This past weekend, I picked up a copy of Autobiography of Martin Luther King Jr. on audio CD. The recording is a narrative pieced together from historian Clayborne Carson, who was given all of the private memoirs of the late Martin Luther King Jr. from his wife, Coretta Scott King. The tape is told in the first person, as if it were his autobiography.
For me, the content in the tape is some of the most compelling that I have ever heard. In honor of Martin Luther King Jr. day, I wanted to share some of it that I remember:
- Martin Luther King Jr. was first introduced to his future wife, singer Coretta Scott, through a mutual friend over the telephone. Over the phone, he very politely asked her for a first date. She agreed. During their first date, MLK told her that he was impressed that she could not only sing, but that she also had a good mind. He asked her to marry him. A year later, they were married.

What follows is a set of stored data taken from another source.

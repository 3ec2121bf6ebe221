// File: crates/analytics-core/src/error.rs
// Summary: Error type for the parsing entry points. Render passes never fail.

use thiserror::Error;

#[derive(Debug, Error, Clone, PartialEq, Eq)]
pub enum AnalyticsError {
    #[error("unknown window tag `{0}` (expected day, week or month)")]
    UnknownWindowTag(String),
    #[error("unknown theme `{0}`")]
    UnknownTheme(String),
}
// File: crates/analytics-core/src/records.rs
// Summary: Raw record shapes supplied by the host and lenient calendar-date parsing.

use chrono::{DateTime, NaiveDate, NaiveDateTime};
use serde::{Deserialize, Serialize};

/// One material consumed by a task.
#[derive(Clone, Debug, PartialEq, Serialize, Deserialize)]
pub struct MaterialUsage {
    #[serde(rename = "materialId")]
    pub material_id: String,
    #[serde(default)]
    pub quantity: f64,
}

impl MaterialUsage {
    pub fn new(material_id: impl Into<String>, quantity: f64) -> Self {
        Self { material_id: material_id.into(), quantity }
    }
}

/// Task as returned by the backend. Dates stay as raw strings; only the
/// filter decides whether they are usable.
#[derive(Clone, Debug, Default, PartialEq, Serialize, Deserialize)]
pub struct TaskRecord {
    #[serde(default)]
    pub id: String,
    #[serde(default)]
    pub name: String,
    #[serde(default)]
    pub completed: bool,
    #[serde(default, skip_serializing_if = "Option::is_none")]
    pub completed_at: Option<String>,
    #[serde(default, skip_serializing_if = "Option::is_none")]
    pub date: Option<String>,
    #[serde(default, skip_serializing_if = "Vec::is_empty")]
    pub materials_used: Vec<MaterialUsage>,
    #[serde(default, skip_serializing_if = "Option::is_none")]
    pub rating: Option<f64>,
}

impl TaskRecord {
    pub fn new(id: impl Into<String>, name: impl Into<String>) -> Self {
        Self { id: id.into(), name: name.into(), ..Self::default() }
    }

    pub fn on(mut self, date: impl Into<String>) -> Self {
        self.date = Some(date.into());
        self
    }

    pub fn completed_with(mut self, rating: Option<f64>) -> Self {
        self.completed = true;
        self.rating = rating;
        self
    }

    pub fn using(mut self, material_id: impl Into<String>, quantity: f64) -> Self {
        self.materials_used.push(MaterialUsage::new(material_id, quantity));
        self
    }

    /// Raw date string: `date`, else `completed_at`.
    pub fn raw_date(&self) -> Option<&str> {
        self.date.as_deref().or(self.completed_at.as_deref())
    }
}

#[derive(Clone, Debug, Default, PartialEq, Eq, Serialize, Deserialize)]
pub struct Employee {
    #[serde(default)]
    pub id: String,
    #[serde(default)]
    pub name: String,
    #[serde(default)]
    pub department: String,
}

/// Catalog entry used to resolve category display names.
#[derive(Clone, Debug, Default, PartialEq, Eq, Serialize, Deserialize)]
pub struct Material {
    pub id: String,
    pub name: String,
}

impl Material {
    pub fn new(id: impl Into<String>, name: impl Into<String>) -> Self {
        Self { id: id.into(), name: name.into() }
    }
}

/// Anything carrying a (possibly missing or malformed) calendar date.
pub trait Dated {
    /// `None` when the date is absent or does not parse.
    fn calendar_date(&self) -> Option<NaiveDate>;
}

impl Dated for TaskRecord {
    fn calendar_date(&self) -> Option<NaiveDate> {
        self.raw_date().and_then(parse_calendar_date)
    }
}

impl<T: Dated + ?Sized> Dated for &T {
    fn calendar_date(&self) -> Option<NaiveDate> {
        (**self).calendar_date()
    }
}

impl Dated for Option<String> {
    fn calendar_date(&self) -> Option<NaiveDate> {
        self.as_deref().and_then(parse_calendar_date)
    }
}

impl Dated for NaiveDate {
    fn calendar_date(&self) -> Option<NaiveDate> {
        Some(*self)
    }
}

/// Parse `YYYY-MM-DD`, an RFC 3339 timestamp, or a naive `YYYY-MM-DD[T ]HH:MM:SS[.fff]`.
/// Timestamps keep the calendar day of their own offset.
pub fn parse_calendar_date(raw: &str) -> Option<NaiveDate> {
    let s = raw.trim();
    if s.is_empty() {
        return None;
    }
    if let Ok(d) = NaiveDate::parse_from_str(s, "%Y-%m-%d") {
        return Some(d);
    }
    if let Ok(dt) = DateTime::parse_from_rfc3339(s) {
        return Some(dt.date_naive());
    }
    ["%Y-%m-%dT%H:%M:%S%.f", "%Y-%m-%d %H:%M:%S%.f"]
        .iter()
        .find_map(|fmt| NaiveDateTime::parse_from_str(s, fmt).ok())
        .map(|dt| dt.date())
}

#[cfg(test)]
mod tests {
    use super::*;

    fn ymd(y: i32, m: u32, d: u32) -> NaiveDate {
        NaiveDate::from_ymd_opt(y, m, d).unwrap()
    }

    #[test]
    fn parses_plain_dates_and_timestamps() {
        assert_eq!(parse_calendar_date("2024-06-10"), Some(ymd(2024, 6, 10)));
        assert_eq!(parse_calendar_date(" 2024-06-10 "), Some(ymd(2024, 6, 10)));
        assert_eq!(parse_calendar_date("2024-06-10T23:30:00Z"), Some(ymd(2024, 6, 10)));
        assert_eq!(parse_calendar_date("2024-06-10T23:30:00-05:00"), Some(ymd(2024, 6, 10)));
        assert_eq!(parse_calendar_date("2024-06-10T08:15:00"), Some(ymd(2024, 6, 10)));
        assert_eq!(parse_calendar_date("2024-06-10 08:15:00.250"), Some(ymd(2024, 6, 10)));
    }

    #[test]
    fn rejects_garbage() {
        for bad in ["", "   ", "yesterday", "2024-13-01", "2024-02-30", "10/06/2024"] {
            assert_eq!(parse_calendar_date(bad), None, "{bad:?} should not parse");
        }
    }

    #[test]
    fn task_date_falls_back_to_completed_at() {
        let mut t = TaskRecord::new("t1", "Restock");
        assert_eq!(t.calendar_date(), None);
        t.completed_at = Some("2024-06-03T10:00:00Z".into());
        assert_eq!(t.calendar_date(), Some(ymd(2024, 6, 3)));
        t.date = Some("2024-06-04".into());
        assert_eq!(t.calendar_date(), Some(ymd(2024, 6, 4)));
    }

    #[test]
    fn deserializes_backend_shape() {
        let json = r#"{
            "id": "t9", "name": "Mop floor", "completed": true,
            "date": "2024-06-10",
            "materials_used": [{"materialId": "m1", "quantity": 3}],
            "rating": 4
        }"#;
        let t: TaskRecord = serde_json::from_str(json).unwrap();
        assert!(t.completed);
        assert_eq!(t.rating, Some(4.0));
        assert_eq!(t.materials_used, vec![MaterialUsage::new("m1", 3.0)]);
    }
}
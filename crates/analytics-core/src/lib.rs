// File: crates/analytics-core/src/lib.rs
// Summary: Core library entry point; window filtering, aggregation and chart geometry for the shift board.

pub mod aggregate;
pub mod chart;
pub mod dashboard;
pub mod downsample;
pub mod error;
pub mod filter;
pub mod geometry;
pub mod grid;
pub mod records;
pub mod scale;
pub mod series;
pub mod summary;
pub mod theme;
pub mod types;
pub mod window;

pub use aggregate::{attendance_series, category_totals, trend_series, CategoryLookup, RawIds};
pub use chart::{bar_chart, bar_chart_height, line_chart, pie_chart, stacked_bar_chart, ChartOptions};
pub use dashboard::{Dashboard, DashboardFrame, DashboardInput};
pub use error::AnalyticsError;
pub use filter::filter_by_window;
pub use geometry::{Anchor, Color, Point, Primitive, WedgeArc};
pub use records::{parse_calendar_date, Dated, Employee, Material, MaterialUsage, TaskRecord};
pub use series::{AttendanceSample, CategoryQuantity, DatedValue};
pub use summary::Summary;
pub use theme::Theme;
pub use types::Viewport;
pub use window::{resolve_window, TimeWindow, WindowTag};
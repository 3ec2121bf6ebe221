// File: crates/demo/src/svg.rs
// Summary: Minimal SVG renderer adapter for analytics primitives.

use std::fmt::Write as _;

use analytics_core::{Primitive, Theme};

/// Title band drawn above every panel.
const TITLE_HEIGHT: f64 = 28.0;

pub struct Panel<'a> {
    pub title: &'a str,
    pub primitives: &'a [Primitive],
    pub height: f64,
}

impl<'a> Panel<'a> {
    pub fn new(title: &'a str, primitives: &'a [Primitive], height: f64) -> Self {
        Self { title, primitives, height }
    }
}

fn escape(text: &str) -> String {
    text.replace('&', "&amp;").replace('<', "&lt;").replace('>', "&gt;").replace('"', "&quot;")
}

/// Stack panels vertically into one SVG document.
pub fn render_board(panels: &[Panel<'_>], width: f64, theme: &Theme) -> String {
    let total_h: f64 = panels.iter().map(|p| p.height + TITLE_HEIGHT).sum();
    let mut out = String::new();
    let _ = writeln!(
        out,
        r#"<svg xmlns="http://www.w3.org/2000/svg" width="{width:.0}" height="{total_h:.0}" viewBox="0 0 {width:.0} {total_h:.0}">"#
    );
    let _ = writeln!(out, r#"<rect width="100%" height="100%" fill="{}"/>"#, theme.background.to_hex());

    let mut top = 0.0;
    for panel in panels {
        let _ = writeln!(
            out,
            r#"<text x="8" y="{:.1}" font-size="14" font-weight="bold" fill="{}">{}</text>"#,
            top + 19.0,
            theme.axis_label.to_hex(),
            escape(panel.title)
        );
        let _ = writeln!(out, r#"<g transform="translate(0,{:.1})">"#, top + TITLE_HEIGHT);
        for p in panel.primitives {
            write_primitive(&mut out, p, theme);
        }
        out.push_str("</g>\n");
        top += panel.height + TITLE_HEIGHT;
    }
    out.push_str("</svg>\n");
    out
}

fn write_primitive(out: &mut String, p: &Primitive, theme: &Theme) {
    let _ = match p {
        Primitive::Line { x1, y1, x2, y2 } => writeln!(
            out,
            r#"<line x1="{x1:.2}" y1="{y1:.2}" x2="{x2:.2}" y2="{y2:.2}" stroke="{}" stroke-width="1.5"/>"#,
            theme.axis_line.to_hex()
        ),
        Primitive::Polyline { points } => {
            let pts = points.iter().map(|pt| format!("{:.2},{:.2}", pt.x, pt.y)).collect::<Vec<_>>().join(" ");
            writeln!(
                out,
                r#"<polyline points="{pts}" fill="none" stroke="{}" stroke-width="2"/>"#,
                theme.line_stroke.to_hex()
            )
        }
        Primitive::Wedge { arc, fill } => writeln!(
            out,
            r#"<path d="{}" fill="{}" fill-opacity="{:.2}" stroke="{}" stroke-width="1"/>"#,
            arc.svg_path(),
            fill.to_hex(),
            fill.opacity(),
            theme.background.to_hex()
        ),
        Primitive::Rect { x, y, w, h, fill } => writeln!(
            out,
            r#"<rect x="{x:.2}" y="{y:.2}" width="{w:.2}" height="{h:.2}" fill="{}" fill-opacity="{:.2}"/>"#,
            fill.to_hex(),
            fill.opacity()
        ),
        Primitive::Label { x, y, text, anchor } => writeln!(
            out,
            r#"<text x="{x:.2}" y="{y:.2}" text-anchor="{}" font-size="11" fill="{}">{}</text>"#,
            anchor.as_str(),
            theme.axis_label.to_hex(),
            escape(text)
        ),
    };
}
// File: crates/analytics-core/src/series.rs
// Summary: Aggregated series models for the trend, category and attendance charts.
// Notes:
// - These are plain values rebuilt on every render pass; hosts may also show
//   them directly (summary tiles, tables, CSV export).

use chrono::NaiveDate;
use serde::{Deserialize, Serialize};

use crate::records::Dated;

/// One performance-trend sample.
#[derive(Clone, Copy, Debug, PartialEq, Serialize, Deserialize)]
pub struct DatedValue {
    pub date: NaiveDate,
    pub value: f64,
}

impl DatedValue {
    pub const fn new(date: NaiveDate, value: f64) -> Self {
        Self { date, value }
    }
}

/// Usage of one category inside the active window.
/// Contract: `quantity >= 0`.
#[derive(Clone, Debug, PartialEq, Serialize, Deserialize)]
pub struct CategoryQuantity {
    pub category: String,
    pub quantity: f64,
}

impl CategoryQuantity {
    pub fn new(category: impl Into<String>, quantity: f64) -> Self {
        Self { category: category.into(), quantity: sanitize_quantity(quantity) }
    }
}

/// Head count for one day.
#[derive(Clone, Copy, Debug, PartialEq, Eq, Serialize, Deserialize)]
pub struct AttendanceSample {
    pub date: NaiveDate,
    pub present: u32,
    pub absent: u32,
}

impl AttendanceSample {
    pub const fn new(date: NaiveDate, present: u32, absent: u32) -> Self {
        Self { date, present, absent }
    }

    pub fn total(&self) -> u32 { self.present.saturating_add(self.absent) }
}

impl Dated for DatedValue {
    fn calendar_date(&self) -> Option<NaiveDate> { Some(self.date) }
}

impl Dated for AttendanceSample {
    fn calendar_date(&self) -> Option<NaiveDate> { Some(self.date) }
}

/// Negative and non-finite quantities count as nothing.
#[inline]
pub fn sanitize_quantity(q: f64) -> f64 {
    if q.is_finite() && q > 0.0 { q } else { 0.0 }
}
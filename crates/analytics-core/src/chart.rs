// File: crates/analytics-core/src/chart.rs
// Summary: Geometry builders turning aggregated series into primitives for each chart type.

use crate::downsample::lttb;
use crate::geometry::{Anchor, Point, Primitive, WedgeArc};
use crate::grid::{format_quantity, linspace};
use crate::scale::{bar_length, max_or_one, wedge_angles, IndexScale, ValueScale};
use crate::series::{sanitize_quantity, AttendanceSample, CategoryQuantity, DatedValue};
use crate::theme::Theme;
use crate::types::Viewport;

/// Top offset of the first bar row.
pub const BAR_ROW_OFFSET: f64 = 20.0;
/// Vertical distance between bar rows.
pub const BAR_ROW_STRIDE: f64 = 36.0;
/// Thickness of one bar.
pub const BAR_HEIGHT: f64 = 24.0;

#[derive(Clone, Debug)]
pub struct ChartOptions {
    pub viewport: Viewport,
    pub theme: Theme,
    /// Donut hole as a fraction of the pie radius; 0 draws a full pie.
    pub inner_ratio: f64,
    /// Space reserved left of the bars for category names.
    pub bar_label_gutter: f64,
    /// Width subtracted from the viewport before scaling bar lengths.
    pub bar_fixed_margin: f64,
    /// Reduce the trend polyline to one vertex per plot column when it has more samples.
    pub thin_dense_trend: bool,
}

impl Default for ChartOptions {
    fn default() -> Self {
        Self {
            viewport: Viewport::default(),
            theme: Theme::default(),
            inner_ratio: 0.0,
            bar_label_gutter: 100.0,
            bar_fixed_margin: 150.0,
            thin_dense_trend: false,
        }
    }
}

impl ChartOptions {
    pub fn with_viewport(mut self, viewport: Viewport) -> Self {
        self.viewport = viewport;
        self
    }
}

/// Height a host should reserve for a bar chart of `rows` categories.
pub fn bar_chart_height(rows: usize) -> f64 {
    BAR_ROW_OFFSET + BAR_ROW_STRIDE * rows as f64
}

/// Axes plus one polyline through the samples, in order.
/// Every sample gets a vertex unless `thin_dense_trend` is set.
pub fn line_chart(series: &[DatedValue], opts: &ChartOptions) -> Vec<Primitive> {
    let viewport = &opts.viewport;
    if !viewport.is_ready() || series.is_empty() {
        return Vec::new();
    }
    let Viewport { width, height, padding } = *viewport;
    let xs = IndexScale::new(series.len(), width, padding);
    let ys = ValueScale::fitted(series.iter().map(|s| s.value), height, padding);

    let mut points: Vec<Point> = series
        .iter()
        .enumerate()
        .map(|(i, s)| Point::new(xs.to_px(i), ys.to_px(s.value)))
        .collect();
    if opts.thin_dense_trend {
        let columns = (viewport.plot_width().floor() as usize).max(2);
        if points.len() > columns {
            points = lttb(&points, columns);
        }
    }

    let baseline = viewport.baseline();
    vec![
        Primitive::Line { x1: padding, y1: baseline, x2: width - padding, y2: baseline },
        Primitive::Line { x1: padding, y1: padding, x2: padding, y2: baseline },
        Primitive::Polyline { points },
    ]
}

/// One wedge and two labels per category.
pub fn pie_chart(series: &[CategoryQuantity], opts: &ChartOptions) -> Vec<Primitive> {
    let viewport = &opts.viewport;
    if !viewport.is_ready() || series.is_empty() {
        return Vec::new();
    }
    let cx = viewport.width * 0.5;
    let cy = viewport.height * 0.5;
    let radius = (viewport.width.min(viewport.height) * 0.5 - viewport.padding).max(0.0);
    let inner = radius * opts.inner_ratio.clamp(0.0, 0.9);
    let quantities: Vec<f64> = series.iter().map(|c| sanitize_quantity(c.quantity)).collect();
    let total = max_or_one([quantities.iter().sum::<f64>()]);

    let mut out = Vec::with_capacity(series.len() * 3);
    let wedges = series.iter().zip(&quantities).zip(wedge_angles(&quantities));
    for (i, ((cat, &quantity), (start, end))) in wedges.enumerate() {
        let arc = WedgeArc::new(cx, cy, radius, inner, start, end);
        let mid = arc.mid_angle();
        let name_at = Point::polar(cx, cy, radius * 0.8, mid);
        let value_at = Point::polar(cx, cy, radius * 0.55, mid);
        let percent = (quantity / total * 100.0).round();

        out.push(Primitive::Wedge { arc, fill: opts.theme.palette_color(i) });
        out.push(Primitive::label(name_at.x, name_at.y, cat.category.clone(), Anchor::Middle));
        out.push(Primitive::label(
            value_at.x,
            value_at.y,
            format!("{} ({}%)", format_quantity(quantity), percent as i64),
            Anchor::Middle,
        ));
    }
    out
}

/// One row per category: bar, name on the left, value past the bar end.
///
/// The value label is anchored at its start so it reads rightwards from just
/// past the bar end; it stays clear of the bar however long the bar is.
pub fn bar_chart(series: &[CategoryQuantity], opts: &ChartOptions) -> Vec<Primitive> {
    let viewport = &opts.viewport;
    if !viewport.is_ready() || series.is_empty() {
        return Vec::new();
    }
    let max_value = max_or_one(series.iter().map(|c| sanitize_quantity(c.quantity)));
    let x0 = opts.bar_label_gutter;

    let mut out = Vec::with_capacity(series.len() * 3);
    for (i, cat) in series.iter().enumerate() {
        let y = BAR_ROW_OFFSET + BAR_ROW_STRIDE * i as f64;
        let quantity = sanitize_quantity(cat.quantity);
        let len = bar_length(quantity, max_value, viewport.width, opts.bar_fixed_margin);
        let text_y = y + BAR_HEIGHT * 0.5 + 4.0;

        out.push(Primitive::Rect { x: x0, y, w: len, h: BAR_HEIGHT, fill: opts.theme.bar });
        out.push(Primitive::label(4.0, text_y, cat.category.clone(), Anchor::Start));
        out.push(Primitive::label(x0 + len + 6.0, text_y, format_quantity(quantity), Anchor::Start));
    }
    out
}

/// Absent stacked under present, per day, with a three-tick value axis.
pub fn stacked_bar_chart(series: &[AttendanceSample], opts: &ChartOptions) -> Vec<Primitive> {
    let viewport = &opts.viewport;
    if !viewport.is_ready() || series.is_empty() {
        return Vec::new();
    }
    let Viewport { height, padding, .. } = *viewport;
    let ys = ValueScale::fitted(series.iter().map(|s| f64::from(s.total())), height, padding);
    let baseline = viewport.baseline();
    let slot = viewport.plot_width() / series.len() as f64;
    let bar_w = slot * 0.6;

    let mut out = Vec::with_capacity(series.len() * 3 + 3);
    for tick in linspace(0.0, ys.max_value, 3) {
        let tick = tick.round();
        out.push(Primitive::label(padding - 6.0, ys.to_px(tick) + 4.0, format_quantity(tick), Anchor::End));
    }
    for (i, s) in series.iter().enumerate() {
        let x = padding + slot * i as f64 + (slot - bar_w) * 0.5;
        let y_total = ys.to_px(f64::from(s.total()));
        let y_absent = ys.to_px(f64::from(s.absent));

        out.push(Primitive::Rect { x, y: y_absent, w: bar_w, h: baseline - y_absent, fill: opts.theme.absent });
        out.push(Primitive::Rect { x, y: y_total, w: bar_w, h: y_absent - y_total, fill: opts.theme.present });
        out.push(Primitive::label(x + bar_w * 0.5, baseline + 16.0, s.date.format("%m/%d").to_string(), Anchor::Middle));
    }
    out
}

- At one point of his life, MLK was working on his doctorate studies at Boston University and living in Boston. Since he was living in the North, he and his wife lived in a mostly segregation-free world. However, he had originally grown up in the South, and felt a sense of civic service to his brethren still living there. So he moved south to Montgomery, Alabama to become minister for Dexter Avenue Baptist Church.
- Over the course of his life, both MLK’s house and church are bombed multiple times. In one particularly bad incident, his entire front porch is blown away. By the time MLK gets home, a mob of blacks has gathered outside, carrying weapons and threatening the police. He urges them to under no circumstance engage in violence, and to put down their weapons and head home. He succeeds. Everyone heads home.
- After the Supreme Court’s verdict came out that Alabama’s Montgomery Bus System was unconstitutional, the reactionary KKK announced that they were going on a raid, threatening to undermine the successes of the black social liberalization movement. Ordinarily when the KKK makes such threats, blacks hide in their homes and “play dead”, turning off the lights to the house. However this time MLK persuaded everyone not to hide, but to instead turn on all of the lights in their houses and leave their doors open. As the KKK drove past, some blacks even waved at the hooded members. Ultimately, the KKK did not conduct any raid at all, but instead drove away, embarrassed.
I wish you a happy Martin Luther King Jr. day.
“Darkness cannot drive out darkness: only light can do that. Hate cannot drive out hate: only love can do that.”
– Martin Luther King, Jr.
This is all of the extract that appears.